Molecular species selectivity of lipid transport creates a mitochondrial sink for di-unsaturated phospholipids

Abstract

AbstractMitochondria depend on the import of phospholipid precursors for the biosynthesis of the non-bilayer lipids phosphatidylethanolamine (PE) and cardiolipin required for proper function, yet the mechanism of lipid import remains elusive. Pulse labeling yeast with stable isotope-labeled serine followed by mass spectrometry analysis revealed that mitochondria preferentially import di-unsaturated phosphatidylserine (PS) for conversion to PE by the mitochondrial PS decarboxylase Psd1p.
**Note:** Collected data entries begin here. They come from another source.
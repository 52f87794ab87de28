//! [`Patch`] — the tri-state field carrier for partial updates.
//!
//! A PATCH body distinguishes three intents per field: the key is absent
//! (leave the stored value alone), the key is `null` (clear an optional
//! field), or the key carries a value (overwrite). `Option<T>` collapses the
//! first two, so Update shapes use `Patch<T>` instead.

use serde::{Deserialize, Deserializer};

use crate::validate::FieldError;

/// One field of an Update shape.
///
/// Deserialises from JSON with `#[serde(default)]` on the field: a missing
/// key stays [`Patch::Absent`], an explicit `null` becomes [`Patch::Null`].
#[derive(Debug, Clone, Default, PartialEq, Eq)]
pub enum Patch<T> {
  /// Key not present in the payload; keep the stored value.
  #[default]
  Absent,
  /// Key present as explicit `null`.
  Null,
  /// Key present with a value.
  Value(T),
}

impl<T> Patch<T> {
  pub fn is_absent(&self) -> bool {
    matches!(self, Patch::Absent)
  }

  /// Merge into a required field. `Null` is a field error — required fields
  /// cannot be cleared.
  pub fn merge(self, slot: &mut T, field: &str, errors: &mut Vec<FieldError>) {
    match self {
      Patch::Absent => {}
      Patch::Null => {
        errors.push(FieldError::new(field, "may not be null"));
      }
      Patch::Value(value) => *slot = value,
    }
  }

  /// Merge into an optional field. `Null` clears it.
  pub fn merge_opt(self, slot: &mut Option<T>) {
    match self {
      Patch::Absent => {}
      Patch::Null => *slot = None,
      Patch::Value(value) => *slot = Some(value),
    }
  }
}

impl<'de, T> Deserialize<'de> for Patch<T>
where
  T: Deserialize<'de>,
{
  fn deserialize<D>(deserializer: D) -> Result<Self, D::Error>
  where
    D: Deserializer<'de>,
  {
    Option::<T>::deserialize(deserializer).map(|value| match value {
      Some(v) => Patch::Value(v),
      None => Patch::Null,
    })
  }
}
Several protein complexes tethering mitochondria to the endomembrane system have been implicated in lipid transport in yeast, including the endoplasmic reticulum (ER)-mitochondrial encounter structure (ERMES), ER-mitochondria complex (EMC) and the vacuole and mitochondria patch (vCLAMP). By limiting the availability of unsaturated phospholipids through overexpression of the glycerol-3-phosphate acyltransferase Sct1p, conditions were created to investigate the mechanism of lipid transfer and the contribution of the tethering complexesin vivo. Under these conditions, inactivation of ERMES components or the vCLAMP component Vps39p exacerbated the lipid phenotype, indicating that ERMES and Vps39 contribute to the mitochondrial sink for unsaturated acyl chains by mediating transfer of di-unsaturated phospholipids. The results support the concept that intermembrane lipid flow is rate-limited by molecular species-dependent lipid efflux from the donor membrane and driven by the lipid species’ concentration gradient between donor and acceptor membrane.